Parcours biblique -37- Joël

Joël et le cosmos

            Vers 400 av. J.-C., une invasion de sauterelles donne lieu à une cérémonie de pénitence et de supplication dans le temple (Joël 1). Joël interprète la famine comme le jour de YHWH et les sauterelles représentent l’ennemi du dernier jour. Tout le peuple est appelé à la pénitence (Jl 2). Dieu répond :

« Terre, ne crains plus, jubile et sois dans l’allégresse, car YHWH a fait grand ! Ne craignez plus, bêtes des champs ! […]

Fils de Sion, jubilez, réjouissez-vous en YHWH votre Dieu ! […]

Et vous saurez que je suis au milieu d’Israël, moi, que je suis YHWH, votre Dieu, et sans égal ! » (Joël 2, 21-27)

 

            Jadis, Sophonie invitait la fille de Sion à se réjouir parce que le Seigneur est un roi sauveur au milieu d’elle (dans le temple), maintenant, Joël invite non seulement à l’allégresse les "fils de Sion", mais aussi la terre, le bétail, les arbres…    

            Il annonce la joie messianique qui se répand sur l’Israël des temps derniers, quand YHWH accordera à son peuple le salut et la libération définitive.

 

Cohérence de la révélation

            Certaines expressions sont reprises par saint Luc dans le récit de l’Annonciation :

-Khàire (réjouis-toi)… Jl 2,21 : cf. Luc 1, 28

-Ne pas craindre… Jl 2,21: Lc 1, 30

-YHWH est dans le sein d’Israël... Jl 2,27 : Luc 1, 33

 

            Si l’on considère l’allusion au prophète Joël, le récit de l’Annonciation se trouve enrichi de deux dimensions[1] :

1. La dimension cosmique : c’est toute la nature qui se réjouit de la venue de son Créateur dans le sein de la fille de Sion (cf. Joël 2, 21-27).

2. Le souffle de l’Esprit Saint et la promesse de cet Esprit Saint sur toute chair (cf. Joël 3, 1-5).

 

            Approfondissons la dimension cosmique à laquelle fait allusion le récit de l’Annonciation à travers l’allusion au prophète Joël.

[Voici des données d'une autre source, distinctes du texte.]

//! Style schemes and the color constants they are built from

pub mod colors;
mod scheme;

pub use colors::*;
pub use scheme::{FillStyle, StyleScheme};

            Les saints des siècles passés regardaient le cosmos en relation avec le Seigneur et sa mère[2].

            La Vierge Marie est honorée par plusieurs fêtes liturgiques typiquement agricoles. Pensons à Notre Dame des semences, le 15 mai (liturgie maronite), et aux trois fêtes mariales agricoles chaldéennes.

            L’année liturgique byzantine commence le 1° septembre par « la fête de la protection de l’environnement et Synaxe de la Mère de Dieu », offrant un regard contemplatif sur la Création que Dieu a confié à l’homme pour qu’il la préserve et la cultive avec sagesse ; la prière s’adresse aussi à la Toute sainte, celle en qui le projet du Créateur s’est accompli (la réforme liturgique de Bartholoméos I° a donné aux textes liturgiques une connotation très moderne qui inclut les préoccupations écologiques).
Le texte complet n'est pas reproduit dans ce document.